| YOUR TASK |
Read the lines of the data below and retrieve those with "UserContext".
(SOURCE DATA)
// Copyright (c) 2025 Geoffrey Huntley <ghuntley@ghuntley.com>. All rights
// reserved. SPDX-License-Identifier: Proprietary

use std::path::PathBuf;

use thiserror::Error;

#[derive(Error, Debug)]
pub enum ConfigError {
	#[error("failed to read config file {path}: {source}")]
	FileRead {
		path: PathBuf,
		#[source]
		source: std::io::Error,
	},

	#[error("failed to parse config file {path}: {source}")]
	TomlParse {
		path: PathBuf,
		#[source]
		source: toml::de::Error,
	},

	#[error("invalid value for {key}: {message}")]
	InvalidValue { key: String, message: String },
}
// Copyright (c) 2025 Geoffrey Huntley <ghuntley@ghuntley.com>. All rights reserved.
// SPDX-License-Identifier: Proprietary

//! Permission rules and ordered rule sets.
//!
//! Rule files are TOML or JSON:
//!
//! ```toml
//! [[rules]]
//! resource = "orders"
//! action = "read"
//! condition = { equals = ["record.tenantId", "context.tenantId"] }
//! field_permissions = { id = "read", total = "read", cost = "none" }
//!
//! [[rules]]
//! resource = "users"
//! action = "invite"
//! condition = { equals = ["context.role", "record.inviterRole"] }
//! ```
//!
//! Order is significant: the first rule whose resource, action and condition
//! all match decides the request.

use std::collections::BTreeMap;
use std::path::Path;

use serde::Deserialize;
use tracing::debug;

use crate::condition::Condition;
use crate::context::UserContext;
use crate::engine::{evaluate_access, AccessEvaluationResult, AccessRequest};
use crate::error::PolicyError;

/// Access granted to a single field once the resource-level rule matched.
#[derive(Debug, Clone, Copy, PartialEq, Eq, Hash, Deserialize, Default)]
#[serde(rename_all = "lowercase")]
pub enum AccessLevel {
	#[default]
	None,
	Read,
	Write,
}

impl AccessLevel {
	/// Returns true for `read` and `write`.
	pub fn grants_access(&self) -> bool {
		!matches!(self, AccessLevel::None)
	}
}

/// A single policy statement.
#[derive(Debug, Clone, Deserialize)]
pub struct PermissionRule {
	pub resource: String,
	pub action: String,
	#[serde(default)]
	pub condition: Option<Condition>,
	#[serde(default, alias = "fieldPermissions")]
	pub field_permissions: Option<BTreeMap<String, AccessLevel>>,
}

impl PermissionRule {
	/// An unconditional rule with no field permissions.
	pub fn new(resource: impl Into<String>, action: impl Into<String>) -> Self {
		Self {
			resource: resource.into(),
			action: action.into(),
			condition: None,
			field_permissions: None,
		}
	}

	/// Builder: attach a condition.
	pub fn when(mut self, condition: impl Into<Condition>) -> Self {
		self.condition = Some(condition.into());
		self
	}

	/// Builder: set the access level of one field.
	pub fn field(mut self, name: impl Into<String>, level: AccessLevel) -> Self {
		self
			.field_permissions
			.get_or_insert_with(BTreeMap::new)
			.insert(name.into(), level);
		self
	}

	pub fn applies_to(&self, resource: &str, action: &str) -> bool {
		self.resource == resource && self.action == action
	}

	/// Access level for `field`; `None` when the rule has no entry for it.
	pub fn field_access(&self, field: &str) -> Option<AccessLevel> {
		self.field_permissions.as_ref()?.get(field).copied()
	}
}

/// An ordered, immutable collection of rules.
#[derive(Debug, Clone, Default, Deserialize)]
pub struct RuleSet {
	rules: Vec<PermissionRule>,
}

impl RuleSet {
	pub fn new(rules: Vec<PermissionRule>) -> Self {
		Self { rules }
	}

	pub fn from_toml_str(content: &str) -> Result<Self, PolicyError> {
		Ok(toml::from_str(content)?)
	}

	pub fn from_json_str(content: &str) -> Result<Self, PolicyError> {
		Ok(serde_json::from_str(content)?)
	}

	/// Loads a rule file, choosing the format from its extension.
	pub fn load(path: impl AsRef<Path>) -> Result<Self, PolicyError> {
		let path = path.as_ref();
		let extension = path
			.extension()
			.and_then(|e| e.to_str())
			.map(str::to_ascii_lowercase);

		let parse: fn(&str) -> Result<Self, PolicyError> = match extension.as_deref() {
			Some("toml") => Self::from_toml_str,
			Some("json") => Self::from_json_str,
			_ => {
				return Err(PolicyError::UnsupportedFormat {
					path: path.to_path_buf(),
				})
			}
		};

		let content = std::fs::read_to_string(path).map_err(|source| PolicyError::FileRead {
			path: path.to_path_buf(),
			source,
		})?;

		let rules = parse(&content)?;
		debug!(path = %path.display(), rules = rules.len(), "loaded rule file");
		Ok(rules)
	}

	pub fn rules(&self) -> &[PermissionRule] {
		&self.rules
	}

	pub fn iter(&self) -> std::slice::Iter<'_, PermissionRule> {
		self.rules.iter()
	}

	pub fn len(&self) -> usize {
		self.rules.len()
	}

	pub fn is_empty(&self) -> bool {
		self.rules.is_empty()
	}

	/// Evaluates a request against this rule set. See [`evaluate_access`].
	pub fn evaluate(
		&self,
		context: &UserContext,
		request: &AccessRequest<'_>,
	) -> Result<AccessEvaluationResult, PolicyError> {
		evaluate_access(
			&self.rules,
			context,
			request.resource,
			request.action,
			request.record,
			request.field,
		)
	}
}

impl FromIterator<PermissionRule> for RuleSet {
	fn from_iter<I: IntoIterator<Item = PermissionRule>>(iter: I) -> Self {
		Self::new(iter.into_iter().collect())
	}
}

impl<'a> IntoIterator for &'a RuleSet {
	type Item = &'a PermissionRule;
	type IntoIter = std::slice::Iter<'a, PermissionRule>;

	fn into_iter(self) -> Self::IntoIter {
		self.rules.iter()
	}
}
(End SOURCE DATA)
(SOURCE DATA)
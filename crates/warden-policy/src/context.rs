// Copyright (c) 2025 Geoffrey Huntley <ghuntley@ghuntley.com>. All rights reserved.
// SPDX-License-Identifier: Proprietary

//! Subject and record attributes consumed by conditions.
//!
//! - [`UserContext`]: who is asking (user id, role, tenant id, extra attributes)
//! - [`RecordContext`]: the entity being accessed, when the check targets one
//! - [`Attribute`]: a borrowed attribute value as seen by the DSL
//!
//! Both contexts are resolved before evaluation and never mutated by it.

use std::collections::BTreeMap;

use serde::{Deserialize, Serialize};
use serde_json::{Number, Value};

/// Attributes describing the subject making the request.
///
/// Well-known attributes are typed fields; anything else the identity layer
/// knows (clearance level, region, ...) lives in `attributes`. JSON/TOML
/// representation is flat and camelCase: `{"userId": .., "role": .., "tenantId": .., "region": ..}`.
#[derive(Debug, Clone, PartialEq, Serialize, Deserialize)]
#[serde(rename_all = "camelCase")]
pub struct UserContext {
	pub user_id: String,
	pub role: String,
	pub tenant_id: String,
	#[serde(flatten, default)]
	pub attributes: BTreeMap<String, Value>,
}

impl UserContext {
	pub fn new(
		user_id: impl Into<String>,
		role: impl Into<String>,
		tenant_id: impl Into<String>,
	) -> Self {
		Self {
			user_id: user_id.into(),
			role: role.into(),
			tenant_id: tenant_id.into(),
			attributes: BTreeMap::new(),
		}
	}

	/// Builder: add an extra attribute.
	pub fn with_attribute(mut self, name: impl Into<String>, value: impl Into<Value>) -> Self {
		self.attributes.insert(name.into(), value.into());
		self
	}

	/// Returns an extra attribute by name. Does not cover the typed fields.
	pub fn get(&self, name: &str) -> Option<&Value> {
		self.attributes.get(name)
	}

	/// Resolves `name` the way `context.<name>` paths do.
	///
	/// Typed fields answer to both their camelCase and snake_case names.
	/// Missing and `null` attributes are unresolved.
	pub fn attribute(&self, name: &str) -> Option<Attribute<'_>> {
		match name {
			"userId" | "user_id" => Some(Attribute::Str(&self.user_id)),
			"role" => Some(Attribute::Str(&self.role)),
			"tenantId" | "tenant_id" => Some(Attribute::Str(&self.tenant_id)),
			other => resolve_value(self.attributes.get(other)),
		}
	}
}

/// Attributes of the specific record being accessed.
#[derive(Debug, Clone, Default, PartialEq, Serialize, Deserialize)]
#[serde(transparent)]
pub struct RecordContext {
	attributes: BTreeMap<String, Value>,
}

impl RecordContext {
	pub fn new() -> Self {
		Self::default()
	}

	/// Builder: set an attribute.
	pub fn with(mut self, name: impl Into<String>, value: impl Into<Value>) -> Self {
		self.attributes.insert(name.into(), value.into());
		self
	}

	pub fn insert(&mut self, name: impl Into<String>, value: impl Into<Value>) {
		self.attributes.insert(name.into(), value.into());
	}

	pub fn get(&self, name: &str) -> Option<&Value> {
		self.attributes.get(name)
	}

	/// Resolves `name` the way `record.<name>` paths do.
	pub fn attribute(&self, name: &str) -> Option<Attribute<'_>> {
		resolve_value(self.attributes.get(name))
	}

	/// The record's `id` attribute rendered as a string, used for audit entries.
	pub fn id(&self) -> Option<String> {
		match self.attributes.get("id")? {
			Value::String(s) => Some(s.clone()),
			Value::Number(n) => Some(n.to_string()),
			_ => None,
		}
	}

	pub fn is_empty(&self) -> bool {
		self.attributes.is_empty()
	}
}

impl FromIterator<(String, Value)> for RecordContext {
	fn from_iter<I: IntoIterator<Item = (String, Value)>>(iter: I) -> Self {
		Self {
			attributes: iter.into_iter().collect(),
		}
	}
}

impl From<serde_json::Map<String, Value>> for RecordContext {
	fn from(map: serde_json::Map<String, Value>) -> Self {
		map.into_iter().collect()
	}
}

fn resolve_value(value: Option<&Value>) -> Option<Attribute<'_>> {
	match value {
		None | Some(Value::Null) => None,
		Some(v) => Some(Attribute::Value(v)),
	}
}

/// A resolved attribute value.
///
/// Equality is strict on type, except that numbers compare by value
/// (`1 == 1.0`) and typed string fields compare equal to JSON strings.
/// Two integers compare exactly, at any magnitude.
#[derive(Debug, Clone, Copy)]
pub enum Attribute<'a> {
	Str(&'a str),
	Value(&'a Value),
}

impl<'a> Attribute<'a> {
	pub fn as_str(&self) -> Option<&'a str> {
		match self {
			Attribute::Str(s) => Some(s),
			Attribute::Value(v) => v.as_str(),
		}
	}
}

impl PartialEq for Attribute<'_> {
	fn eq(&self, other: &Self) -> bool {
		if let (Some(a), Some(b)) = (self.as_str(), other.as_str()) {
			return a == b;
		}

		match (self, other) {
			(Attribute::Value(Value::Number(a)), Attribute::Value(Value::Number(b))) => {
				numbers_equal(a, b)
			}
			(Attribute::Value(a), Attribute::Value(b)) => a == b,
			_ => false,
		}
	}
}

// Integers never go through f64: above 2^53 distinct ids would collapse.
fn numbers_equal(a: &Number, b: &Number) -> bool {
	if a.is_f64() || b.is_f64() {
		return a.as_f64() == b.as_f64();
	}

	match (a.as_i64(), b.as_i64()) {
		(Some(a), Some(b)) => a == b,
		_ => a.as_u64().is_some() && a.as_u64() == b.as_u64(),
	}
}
(End SOURCE DATA)
(SOURCE DATA)
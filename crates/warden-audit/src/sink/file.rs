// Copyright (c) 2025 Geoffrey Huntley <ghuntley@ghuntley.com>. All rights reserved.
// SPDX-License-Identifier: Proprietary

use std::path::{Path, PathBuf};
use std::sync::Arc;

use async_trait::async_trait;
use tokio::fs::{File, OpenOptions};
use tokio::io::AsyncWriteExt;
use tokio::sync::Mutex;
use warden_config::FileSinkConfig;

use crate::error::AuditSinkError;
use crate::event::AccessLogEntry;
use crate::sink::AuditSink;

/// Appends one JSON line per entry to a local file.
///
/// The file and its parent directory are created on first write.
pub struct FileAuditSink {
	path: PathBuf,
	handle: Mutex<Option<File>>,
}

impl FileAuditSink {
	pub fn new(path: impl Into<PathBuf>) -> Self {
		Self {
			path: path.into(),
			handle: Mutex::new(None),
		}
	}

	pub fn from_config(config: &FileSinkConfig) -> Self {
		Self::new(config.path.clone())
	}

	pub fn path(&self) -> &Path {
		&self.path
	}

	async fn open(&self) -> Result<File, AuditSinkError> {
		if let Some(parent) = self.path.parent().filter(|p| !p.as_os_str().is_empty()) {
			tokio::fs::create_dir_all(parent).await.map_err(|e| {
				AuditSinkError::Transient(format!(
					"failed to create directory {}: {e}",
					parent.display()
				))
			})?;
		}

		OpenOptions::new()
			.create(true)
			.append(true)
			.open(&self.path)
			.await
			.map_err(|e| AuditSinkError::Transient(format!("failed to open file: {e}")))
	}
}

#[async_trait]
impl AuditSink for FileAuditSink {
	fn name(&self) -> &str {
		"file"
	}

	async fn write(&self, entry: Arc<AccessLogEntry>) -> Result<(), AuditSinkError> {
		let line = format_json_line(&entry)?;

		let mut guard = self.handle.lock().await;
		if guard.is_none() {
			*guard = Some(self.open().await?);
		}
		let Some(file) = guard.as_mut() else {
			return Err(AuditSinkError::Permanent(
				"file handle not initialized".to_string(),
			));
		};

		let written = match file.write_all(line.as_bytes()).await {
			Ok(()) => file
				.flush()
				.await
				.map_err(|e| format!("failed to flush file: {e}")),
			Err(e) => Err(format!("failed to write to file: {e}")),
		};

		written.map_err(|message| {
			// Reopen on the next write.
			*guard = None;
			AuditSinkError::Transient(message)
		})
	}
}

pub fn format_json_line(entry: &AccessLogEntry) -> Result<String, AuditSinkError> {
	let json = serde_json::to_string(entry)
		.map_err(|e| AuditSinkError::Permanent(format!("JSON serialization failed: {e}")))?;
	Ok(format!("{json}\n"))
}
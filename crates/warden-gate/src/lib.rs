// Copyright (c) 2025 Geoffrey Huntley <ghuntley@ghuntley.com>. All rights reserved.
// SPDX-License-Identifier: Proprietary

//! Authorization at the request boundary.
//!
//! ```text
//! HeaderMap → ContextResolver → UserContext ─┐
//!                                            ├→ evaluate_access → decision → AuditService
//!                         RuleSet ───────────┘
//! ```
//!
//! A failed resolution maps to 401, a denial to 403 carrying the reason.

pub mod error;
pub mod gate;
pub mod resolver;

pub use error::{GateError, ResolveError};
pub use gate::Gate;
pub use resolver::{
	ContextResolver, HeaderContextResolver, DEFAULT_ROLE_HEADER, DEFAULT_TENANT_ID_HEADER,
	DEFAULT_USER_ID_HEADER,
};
(End SOURCE DATA)
| TASK ANSWER |
use crate::context::UserContext;
		context: &UserContext,
//! - [`UserContext`]: who is asking (user id, role, tenant id, extra attributes)
pub struct UserContext {
impl UserContext {
//! HeaderMap → ContextResolver → UserContext ─┐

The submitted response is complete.